# YOUR ASSIGNMENT:
Restate the records in their entirety, word for word.

# DATA EXTRACT:
○ ○ ○ ○ ○ ○ ○

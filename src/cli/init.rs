use std::path::{Path, PathBuf};

use colored::Colorize;

use crate::error::Result;
use crate::logging::LOG_FILE;
use crate::settings::{load_settings_from, save_settings_to, settings_path, shellexpand_path, Settings};

pub fn run(data_dir: Option<String>) -> Result<()> {
    let path = settings_path();
    let settings = init_at(&path, data_dir)?;
    println!("{} {}", "Settings written to".green(), path.display());
    println!(
        "Log file: {}",
        PathBuf::from(&settings.data_dir).join(LOG_FILE).display()
    );
    Ok(())
}

/// Write settings (keeping any existing values) and create the data directory.
fn init_at(path: &Path, data_dir: Option<String>) -> Result<Settings> {
    let mut settings = load_settings_from(path);
    if let Some(dir) = data_dir {
        settings.data_dir = shellexpand_path(&dir);
    }

    save_settings_to(&settings, path)?;
    std::fs::create_dir_all(settings.data_path())?;
    tracing::info!(data_dir = %settings.data_dir, "initialized");
    Ok(settings)
}

#[cfg(test)]
mod tests {
    use super::*;
    use tempfile::TempDir;

    #[test]
    fn writes_settings_and_creates_data_dir() {
        let tmp = TempDir::new().unwrap();
        let path = tmp.path().join("cfg").join("settings.json");
        let data = tmp.path().join("data");

        let settings = init_at(&path, Some(data.to_string_lossy().to_string())).unwrap();
        assert!(path.exists());
        assert!(data.is_dir());

        let reloaded = load_settings_from(&path);
        assert_eq!(reloaded.data_dir, settings.data_dir);
        assert_eq!(reloaded.log_level, "info");
    }

    #[test]
    fn keeps_existing_values_without_flag() {
        let tmp = TempDir::new().unwrap();
        let path = tmp.path().join("settings.json");
        let mut existing = Settings::default();
        existing.data_dir = tmp.path().join("d").to_string_lossy().to_string();
        existing.log_level = "debug".into();
        save_settings_to(&existing, &path).unwrap();

        let settings = init_at(&path, None).unwrap();
        assert_eq!(settings.log_level, "debug");
        assert_eq!(settings.data_dir, existing.data_dir);
    }
}
pub mod app;
pub mod auth;
pub mod avatar;
pub mod categories;
pub mod dashboard;
pub mod demo;
pub mod editor;
pub mod init;

use clap::{Parser, Subcommand};

#[derive(Parser)]
#[command(
    name = "finboard",
    version,
    about = "Personal finance dashboard for the terminal."
)]
pub struct Cli {
    #[command(subcommand)]
    pub command: Option<Commands>,
}

#[derive(Subcommand)]
pub enum Commands {
    /// Write the settings file and create the data directory.
    Init {
        /// Where the log file goes (default: ~/.local/share/finboard)
        #[arg(long = "data-dir")]
        data_dir: Option<String>,
    },
    /// Open the dashboard signed in as a demo user with sample transactions.
    Demo,
    /// List the transaction categories.
    Categories,
}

○ ○ ○ ○ ○ ○ ○

# OUTPUT:
filename src/cli/init.rs
use std::path::{Path, PathBuf};

use colored::Colorize;

use crate::error::Result;
use crate::logging::LOG_FILE;
use crate::settings::{load_settings_from, save_settings_to, settings_path, shellexpand_path, Settings};

pub fn run(data_dir: Option<String>) -> Result<()> {
    let path = settings_path();
    let settings = init_at(&path, data_dir)?;
    println!("{} {}", "Settings written to".green(), path.display());
    println!(
        "Log file: {}",
        PathBuf::from(&settings.data_dir).join(LOG_FILE).display()
    );
    Ok(())
}

/// Write settings (keeping any existing values) and create the data directory.
fn init_at(path: &Path, data_dir: Option<String>) -> Result<Settings> {
    let mut settings = load_settings_from(path);
    if let Some(dir) = data_dir {
        settings.data_dir = shellexpand_path(&dir);
    }

    save_settings_to(&settings, path)?;
    std::fs::create_dir_all(settings.data_path())?;
    tracing::info!(data_dir = %settings.data_dir, "initialized");
    Ok(settings)
}

#[cfg(test)]
mod tests {
    use super::*;
    use tempfile::TempDir;

    #[test]
    fn writes_settings_and_creates_data_dir() {
        let tmp = TempDir::new().unwrap();
        let path = tmp.path().join("cfg").join("settings.json");
        let data = tmp.path().join("data");

        let settings = init_at(&path, Some(data.to_string_lossy().to_string())).unwrap();
        assert!(path.exists());
        assert!(data.is_dir());

        let reloaded = load_settings_from(&path);
        assert_eq!(reloaded.data_dir, settings.data_dir);
        assert_eq!(reloaded.log_level, "info");
    }

    #[test]
    fn keeps_existing_values_without_flag() {
        let tmp = TempDir::new().unwrap();
        let path = tmp.path().join("settings.json");
        let mut existing = Settings::default();
        existing.data_dir = tmp.path().join("d").to_string_lossy().to_string();
        existing.log_level = "debug".into();
        save_settings_to(&existing, &path).unwrap();

        let settings = init_at(&path, None).unwrap();
        assert_eq!(settings.log_level, "debug");
        assert_eq!(settings.data_dir, existing.data_dir);
    }
}
pub mod app;
pub mod auth;
pub mod avatar;
pub mod categories;
pub mod dashboard;
pub mod demo;
pub mod editor;
pub mod init;

use clap::{Parser, Subcommand};

#[derive(Parser)]
#[command(
    name = "finboard",
    version,
    about = "Personal finance dashboard for the terminal."
)]
pub struct Cli {
    #[command(subcommand)]
    pub command: Option<Commands>,
}

#[derive(Subcommand)]
pub enum Commands {
    /// Write the settings file and create the data directory.
    Init {
        /// Where the log file goes (default: ~/.local/share/finboard)
        #[arg(long = "data-dir")]
        data_dir: Option<String>,
    },
    /// Open the dashboard signed in as a demo user with sample transactions.
    Demo,
    /// List the transaction categories.
    Categories,
}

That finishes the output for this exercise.